§ Exercise instructions
Starting at the top of the data and ending with the line that holds "the sound library.", transcribe each line exactly; include both ends.

--

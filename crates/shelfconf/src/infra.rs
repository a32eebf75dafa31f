//! Infrastructure configuration - fixed for the lifetime of the process.

use serde::{Deserialize, Serialize};
use std::path::PathBuf;

/// Filesystem locations for the sound library.
#[derive(Debug, Clone, PartialEq, Eq, Serialize, Deserialize)]
pub struct PathsConfig {
    /// Directory holding the library database.
    /// Default: ~/.local/share/soundshelf
    #[serde(default = "PathsConfig::default_state_dir")]
    pub state_dir: PathBuf,

    /// Database file name inside `state_dir`.
    /// Default: soundshelf.db
    #[serde(default = "PathsConfig::default_database_file")]
    pub database_file: String,
}

impl PathsConfig {
    pub(crate) fn default_state_dir() -> PathBuf {
        directories::BaseDirs::new()
            .map(|dirs| dirs.home_dir().join(".local/share/soundshelf"))
            .unwrap_or_else(|| PathBuf::from(".local/share/soundshelf"))
    }

    pub(crate) fn default_database_file() -> String {
        "soundshelf.db".to_string()
    }

    /// Full path of the library database.
    pub fn database_path(&self) -> PathBuf {
        self.state_dir.join(&self.database_file)
    }
}

impl Default for PathsConfig {
    fn default() -> Self {
        Self {
            state_dir: Self::default_state_dir(),
            database_file: Self::default_database_file(),
        }
    }
}

/// Logging configuration.
#[derive(Debug, Clone, PartialEq, Eq, Serialize, Deserialize)]
pub struct TelemetryConfig {
    /// Log filter (trace, debug, info, warn, error, or an EnvFilter directive).
    /// Default: info
    #[serde(default = "TelemetryConfig::default_log_level")]
    pub log_level: String,
}

impl TelemetryConfig {
    pub(crate) fn default_log_level() -> String {
        "info".to_string()
    }
}

impl Default for TelemetryConfig {
    fn default() -> Self {
        Self {
            log_level: Self::default_log_level(),
        }
    }
}

/// Infrastructure configuration.
#[derive(Debug, Clone, Default, PartialEq, Eq, Serialize, Deserialize)]
pub struct InfraConfig {
    #[serde(default)]
    pub paths: PathsConfig,

    #[serde(default)]
    pub telemetry: TelemetryConfig,
}
impl SimulatedDevice {
    pub fn output(name: &str, uid: &str, channels: u32) -> Self {
        Self {
            name: name.to_string(),
            uid: uid.to_string(),
            input_channels: 0,
            output_channels: channels,
            volume_elements: Vec::new(),
            sample_rate: DEFAULT_SAMPLE_RATE,
            aggregate: None,
        }
    }

    /// Loopback-style device exposing the same channel count in both directions
    pub fn virtual_capture(name: &str, uid: &str, channels: u32) -> Self {
        Self {
            input_channels: channels,
            ..Self::output(name, uid, channels)
        }
    }

    pub fn input_only(name: &str, uid: &str, channels: u32) -> Self {
        Self {
            input_channels: channels,
            output_channels: 0,
            ..Self::output(name, uid, 0)
        }
    }

    pub fn with_volume_control(mut self, element: u32) -> Self {
        self.volume_elements.push(element);
        self
    }

    pub fn with_sample_rate(mut self, rate: f64) -> Self {
        self.sample_rate = rate;
        self
    }

    pub fn with_input_channels(mut self, channels: u32) -> Self {
        self.input_channels = channels;
        self
    }
}

/// Hardware-unit configuration steps that can be made to fail
#[derive(Debug, Clone, Copy, PartialEq, Eq, Hash)]
pub enum UnitStep {
    Create,
    SetDevice,
    EnableInput,
    OutputMap,
    InputMap,
    CaptureFormat,
    RenderFormat,
    Callback,
    Start,
}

--

§ Solution to the problem
filename crates/shelfconf/src/infra.rs
repository a32eebf75dafa31f
//! Infrastructure configuration - fixed for the lifetime of the process.

use serde::{Deserialize, Serialize};
use std::path::PathBuf;

/// Filesystem locations for the sound library.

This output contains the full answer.